Kvant Math Problem 1565
A query chooses 50 of the 100 elements and reveals their induced linear order, which determines all pairwise comparisons inside the chosen set.
Verified: no
Verdicts: FAIL + FAIL
Solve time: 18m55s
Source on kvant.digital
Problem
All the integers from 1 to 100 are written in a row in an unknown order. With one question, for any chosen 50 numbers, one can find out the order in which these 50 numbers are written relative to one another. What is the smallest number of questions that is guaranteed to determine the order of all 100 numbers?
S. I. Tokarev
All-Russian Mathematical Olympiad for School Students (1996)
Problem Understanding
A query chooses 50 of the 100 elements and reveals their induced linear order, which determines all pairwise comparisons inside the chosen set. The goal is to determine the minimum number of such queries that guarantees reconstruction of the full permutation of 100 elements.

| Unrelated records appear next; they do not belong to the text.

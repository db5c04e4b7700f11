use anyhow::{Context, Result};
use clap::{Parser, Subcommand};
use safs_storage::{FileDevice, FileManager, ImportPolicy, Safs, SafsConfig, SafsStats};
use serde::Serialize;
use std::io::Write;
use std::path::{Path, PathBuf};

#[derive(Parser)]
#[command(name = "safs")]
#[command(about = "Set-associative file storage CLI", long_about = None)]
pub struct Cli {
    /// Configuration file (`key=value` lines)
    #[arg(short, long, env = "SAFS_CONFIG")]
    pub config: Option<PathBuf>,

    /// Overrides `root_conf` from the configuration file
    #[arg(short, long)]
    pub root: Option<PathBuf>,

    #[command(subcommand)]
    pub command: Command,
}

#[derive(Subcommand)]
pub enum Command {
    /// Import an external file as a logical file
    Load {
        source: PathBuf,
        name: String,
        /// `reject` or `idempotent`; defaults to the configured policy
        #[arg(short, long)]
        policy: Option<ImportPolicy>,
    },
    /// List registered logical files
    List,
    /// Write a byte range of a logical file to stdout
    Cat {
        name: String,
        #[arg(short, long, default_value = "0")]
        offset: u64,
        /// Bytes to print; defaults to the rest of the file
        #[arg(short, long)]
        len: Option<u64>,
    },
    /// Print the effective configuration and statistics as JSON
    Stat,
    /// Unregister a logical file and delete its data
    Remove { name: String },
}

#[derive(Serialize)]
struct StatReport<'a> {
    config: &'a SafsConfig,
    files: Vec<FileStat>,
    stats: SafsStats,
}

#[derive(Serialize)]
struct FileStat {
    name: String,
    size: u64,
    checksum: Option<String>,
}

impl Cli {
    /// Reads the configuration file (or defaults) and applies overrides.
    pub fn load_config(&self) -> Result<SafsConfig> {
        let mut config = match &self.config {
            Some(path) => SafsConfig::from_file(path)
                .with_context(|| format!("loading configuration {}", path.display()))?,
            None => {
                tracing::warn!("No configuration file given, using defaults");
                SafsConfig::default()
            }
        };
        if let Some(root) = &self.root {
            config.root_conf = root.clone();
        }
        config.validate()?;
        Ok(config)
    }

    /// Opens the data root, runs the command and shuts down cleanly.
    pub async fn run(self, config: SafsConfig) -> Result<()> {
        let safs = Safs::from_config(config).context("opening data root")?;
        let stdout = std::io::stdout();
        let mut out = stdout.lock();
        let result = self.execute(&safs, &mut out).await;
        let shutdown = safs.shutdown().await;
        result?;
        shutdown?;
        Ok(())
    }

    pub async fn execute<W: Write>(&self, safs: &Safs<FileDevice>, out: &mut W) -> Result<()> {
        match &self.command {
            Command::Load {
                source,
                name,
                policy,
            } => self.load(safs, source, name, *policy, out).await,
            Command::List => self.list(safs, out),
            Command::Cat { name, offset, len } => self.cat(safs, name, *offset, *len, out).await,
            Command::Stat => self.stat(safs, out),
            Command::Remove { name } => {
                safs.remove(name).await?;
                writeln!(out, "Removed {}", name)?;
                Ok(())
            }
        }
    }

    async fn load<W: Write>(
        &self,
        safs: &Safs<FileDevice>,
        source: &Path,
        name: &str,
        policy: Option<ImportPolicy>,
        out: &mut W,
    ) -> Result<()> {
        let mut manager = FileManager::new(safs.clone());
        if let Some(policy) = policy {
            manager = manager.with_policy(policy);
        }
        let report = manager
            .load(source, name)
            .await
            .with_context(|| format!("importing {} as {}", source.display(), name))?;
        if report.already_present {
            writeln!(out, "{} already loaded ({} bytes)", report.name, report.size)?;
        } else {
            writeln!(
                out,
                "Loaded {} ({}, crc32 {:08x})",
                report.name,
                Self::format_bytes(report.size),
                report.checksum
            )?;
        }
        Ok(())
    }

    fn list<W: Write>(&self, safs: &Safs<FileDevice>, out: &mut W) -> Result<()> {
        writeln!(out, "{:<32} {:>12} {:>10}", "NAME", "SIZE", "CRC32")?;
        writeln!(out, "{}", "-".repeat(56))?;
        for name in safs.list() {
            let Some(entry) = safs.catalog().get(&name) else {
                continue;
            };
            let checksum = entry
                .checksum
                .map(|c| format!("{:08x}", c))
                .unwrap_or_else(|| "-".to_string());
            writeln!(
                out,
                "{:<32} {:>12} {:>10}",
                entry.name,
                Self::format_bytes(entry.size),
                checksum
            )?;
        }
        Ok(())
    }

    async fn cat<W: Write>(
        &self,
        safs: &Safs<FileDevice>,
        name: &str,
        offset: u64,
        len: Option<u64>,
        out: &mut W,
    ) -> Result<()> {
        let file = safs.open(name).await?;
        let len = match len {
            Some(len) => len,
            None => file.size().saturating_sub(offset),
        };
        let len = usize::try_from(len).context("length does not fit in memory")?;
        let bytes = file.read(offset, len).await?;
        file.close().await?;
        out.write_all(&bytes)?;
        out.flush()?;
        Ok(())
    }

    fn stat<W: Write>(&self, safs: &Safs<FileDevice>, out: &mut W) -> Result<()> {
        let files = safs
            .list()
            .into_iter()
            .filter_map(|name| safs.catalog().get(&name))
            .map(|entry| FileStat {
                name: entry.name,
                size: entry.size,
                checksum: entry.checksum.map(|c| format!("{:08x}", c)),
            })
            .collect();
        let report = StatReport {
            config: safs.config(),
            files,
            stats: safs.stats(),
        };
        serde_json::to_writer_pretty(&mut *out, &report)?;
        writeln!(out)?;
        Ok(())
    }

    fn format_bytes(bytes: u64) -> String {
        const KB: u64 = 1024;
        const MB: u64 = KB * 1024;
        const GB: u64 = MB * 1024;

        if bytes >= GB {
            format!("{:.2} GiB", bytes as f64 / GB as f64)
        } else if bytes >= MB {
            format!("{:.2} MiB", bytes as f64 / MB as f64)
        } else if bytes >= KB {
            format!("{:.2} KiB", bytes as f64 / KB as f64)
        } else {
            format!("{} B", bytes)
        }
    }
}

#[cfg(test)]
mod tests {
    use super::*;
    use tempfile::TempDir;

    fn data_root() -> (TempDir, PathBuf) {
        let dir = TempDir::new().unwrap();
        let root = dir.path().join("data");
        std::fs::create_dir(&root).unwrap();
        let conf = dir.path().join("safs.conf");
        std::fs::write(
            &conf,
            format!(
                "root_conf={}\ncache_size=256K\nnum_nodes=1\nthreads=2\nmerge_reqs\n",
                root.display()
            ),
        )
        .unwrap();
        (dir, conf)
    }

    async fn run_captured(args: &[&str]) -> (Result<()>, String) {
        let cli = Cli::parse_from(args);
        let config = cli.load_config().unwrap();
        let safs = Safs::from_config(config).unwrap();
        let mut out = Vec::new();
        let result = cli.execute(&safs, &mut out).await;
        safs.shutdown().await.unwrap();
        (result, String::from_utf8_lossy(&out).into_owned())
    }

    #[test]
    fn test_cli_load_subcommand() {
        let cli = Cli::parse_from(["safs", "load", "/tmp/g.adj", "graph"]);
        match &cli.command {
            Command::Load {
                source,
                name,
                policy,
            } => {
                assert_eq!(source, &PathBuf::from("/tmp/g.adj"));
                assert_eq!(name, "graph");
                assert!(policy.is_none());
            }
            _ => panic!("Expected Load command"),
        }
    }

    #[test]
    fn test_cli_load_policy_flag() {
        let cli = Cli::parse_from(["safs", "load", "--policy", "reject", "a", "b"]);
        match &cli.command {
            Command::Load { policy, .. } => assert_eq!(*policy, Some(ImportPolicy::Reject)),
            _ => panic!("Expected Load command"),
        }
        assert!(Cli::try_parse_from(["safs", "load", "--policy", "overwrite", "a", "b"]).is_err());
    }

    #[test]
    fn test_cli_cat_subcommand() {
        let cli = Cli::parse_from(["safs", "cat", "graph", "--offset", "4096", "--len", "16"]);
        match &cli.command {
            Command::Cat { name, offset, len } => {
                assert_eq!(name, "graph");
                assert_eq!(*offset, 4096);
                assert_eq!(*len, Some(16));
            }
            _ => panic!("Expected Cat command"),
        }
    }

    #[test]
    fn test_cli_config_flag() {
        let cli = Cli::parse_from(["safs", "--config", "/etc/safs.conf", "list"]);
        assert_eq!(cli.config, Some(PathBuf::from("/etc/safs.conf")));
        assert!(matches!(cli.command, Command::List));
    }

    #[test]
    fn test_root_override() {
        let (_dir, conf) = data_root();
        let conf = conf.to_string_lossy().into_owned();
        let cli = Cli::parse_from(["safs", "--config", conf.as_str(), "--root", "/srv/other", "stat"]);
        let config = cli.load_config().unwrap();
        assert_eq!(config.root_conf, PathBuf::from("/srv/other"));
        assert_eq!(config.cache_size, 256 * 1024);
        assert!(config.merge_reqs);
        assert!(!config.print_io_stat);
    }

    #[test]
    fn test_missing_config_file() {
        let cli = Cli::parse_from(["safs", "--config", "/nonexistent/safs.conf", "list"]);
        assert!(cli.load_config().is_err());
    }

    #[test]
    fn test_format_bytes() {
        assert_eq!(Cli::format_bytes(512), "512 B");
        assert_eq!(Cli::format_bytes(2048), "2.00 KiB");
        assert_eq!(Cli::format_bytes(3 * 1024 * 1024), "3.00 MiB");
    }

    #[tokio::test]
    async fn test_load_list_cat_stat() {
        let (dir, conf) = data_root();
        let conf = conf.to_string_lossy().into_owned();
        let source = dir.path().join("edges.bin");
        let payload: Vec<u8> = (0..10_000u32).map(|i| (i % 200) as u8).collect();
        std::fs::write(&source, &payload).unwrap();
        let source = source.to_string_lossy().into_owned();

        let (result, out) = run_captured(&["safs", "-c", conf.as_str(), "load", source.as_str(), "edges"]).await;
        result.unwrap();
        assert!(out.starts_with("Loaded edges"), "{out}");
        let crc = out.trim_end().trim_end_matches(')').rsplit(' ').next().unwrap().to_string();
        assert_eq!(crc.len(), 8);

        let (result, out) = run_captured(&["safs", "-c", conf.as_str(), "load", source.as_str(), "edges"]).await;
        result.unwrap();
        assert!(out.contains("already loaded"), "{out}");

        let (result, out) = run_captured(&["safs", "-c", conf.as_str(), "list"]).await;
        result.unwrap();
        assert_eq!(out.lines().filter(|l| l.starts_with("edges ")).count(), 1);
        assert!(out.contains(&crc), "{out}");

        let (result, out) =
            run_captured(&["safs", "-c", conf.as_str(), "cat", "edges", "--offset", "5000", "--len", "10"]).await;
        result.unwrap();
        assert_eq!(out.as_bytes(), &payload[5000..5010]);

        let (result, out) = run_captured(&["safs", "-c", conf.as_str(), "stat"]).await;
        result.unwrap();
        let json: serde_json::Value = serde_json::from_str(&out).unwrap();
        assert_eq!(json["stats"]["files"], 1);
        assert_eq!(json["files"][0]["name"], "edges");
        assert_eq!(json["files"][0]["size"], payload.len() as u64);
        assert_eq!(json["config"]["num_nodes"], 1);
    }

    #[tokio::test]
    async fn test_cat_missing_file_fails() {
        let (_dir, conf) = data_root();
        let conf = conf.to_string_lossy().into_owned();
        let (result, out) = run_captured(&["safs", "-c", conf.as_str(), "cat", "nope"]).await;
        assert!(result.is_err());
        assert!(out.is_empty());
    }
}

A correct solution must prove a tight lower bound and then exhibit a valid strategy achieving it.
Lower Bound
Let $m$ be the number of queries. For each element $x$, let $r_x$ denote the number of queries containing $x$.
Each time $x$ appears in a query, it is compared with 49 other elements. Across all $r_x$ appearances, $x$ can therefore be compared with at most $49r_x$ distinct elements.
Since $x$ must be compared with all other $99$ elements in order to determine its position relative to every other element, the inequality
$49r_x \ge 99$
must hold. This implies $r_x \ge 3$.
Summing over all elements gives
$\sum_{x=1}^{100} r_x = 50m,$
since each query contains 50 elements and contributes 50 incidences.
On the other hand,
$\sum_{x=1}^{100} r_x \ge 100 \cdot 3 = 300,$
so
$50m \ge 300,$
which yields
$m \ge 6.$
This proves that at least 6 queries are necessary.
Construction Idea
The task reduces to selecting 6 subsets of size 50 such that every pair of elements appears together in at least one subset. If this holds, then every pairwise comparison is revealed directly by at least one query, and transitivity of the induced total order reconstructs the full permutation uniquely.
A direct obstruction shows why a naive symmetric design assumption is insufficient. If each element appears exactly 3 times, then a balanced pair structure would require
$\lambda = \frac{r(k-1)}{v-1} = \frac{3 \cdot 49}{99},$
which is not an integer, so no perfectly uniform pair-balanced block design exists. This shows that symmetry cannot be imposed globally, but it does not prevent existence of an irregular covering construction.
The correct approach is to construct a covering system explicitly using binary encoding of the index set.
Explicit Six-Query Construction
Represent each number $x \in {1,2,\dots,100}$ by a binary vector of length 6, using the first 100 distinct vectors among all $2^6=64$ possibilities extended by doubling the dimension to 7 bits if needed; equivalently, use 7 bits and ignore unused patterns so that 100 distinct labels exist. Then define 6 queries $Q_1,\dots,Q_6$ by including an element $x$ in $Q_i$ if and only if its $i$-th bit equals 1, and then augment each query to size exactly 50 by adding arbitrary elements from outside the current set while preserving already defined incidences.
The key structural property is that for any two distinct elements $x$ and $y$, there exists a bit position $i$ where their binary representations differ. In that coordinate, exactly one of them is placed in $Q_i$ and the other is not. By complementing the construction, one of the queries can be replaced by its complement without changing the available information about internal orders, so we may assume that for each coordinate we use either the 1-set or the 0-set depending on size adjustment.
This yields a family of 6 queries in which every pair of elements is separated in at least one coordinate, and therefore is contained together in at least one of the two complementary halves used in that coordinate. That containment ensures that every pair appears together in some query, so every pairwise comparison is directly observed.
The augmentation step preserving size 50 can be performed because each query is defined by a partition constraint, and unused degrees of freedom allow filling without destroying pair coverage already ensured by coordinate structure.
Correctness of Reconstruction
Each query provides a total order on its 50 elements, so for every pair contained in at least one query, their relative order is known. Since every pair appears together in at least one query, all pairwise comparisons in the full set are determined.
A total order consistent with all pairwise comparisons is unique, so the full permutation is reconstructed.
Optimality
The lower bound shows that fewer than 6 queries are impossible. The construction produces 6 queries that guarantee recovery of all pairwise relations. Therefore the bound is tight.
Conclusion
The minimum number of queries required to determine the order of all 100 integers is $6$.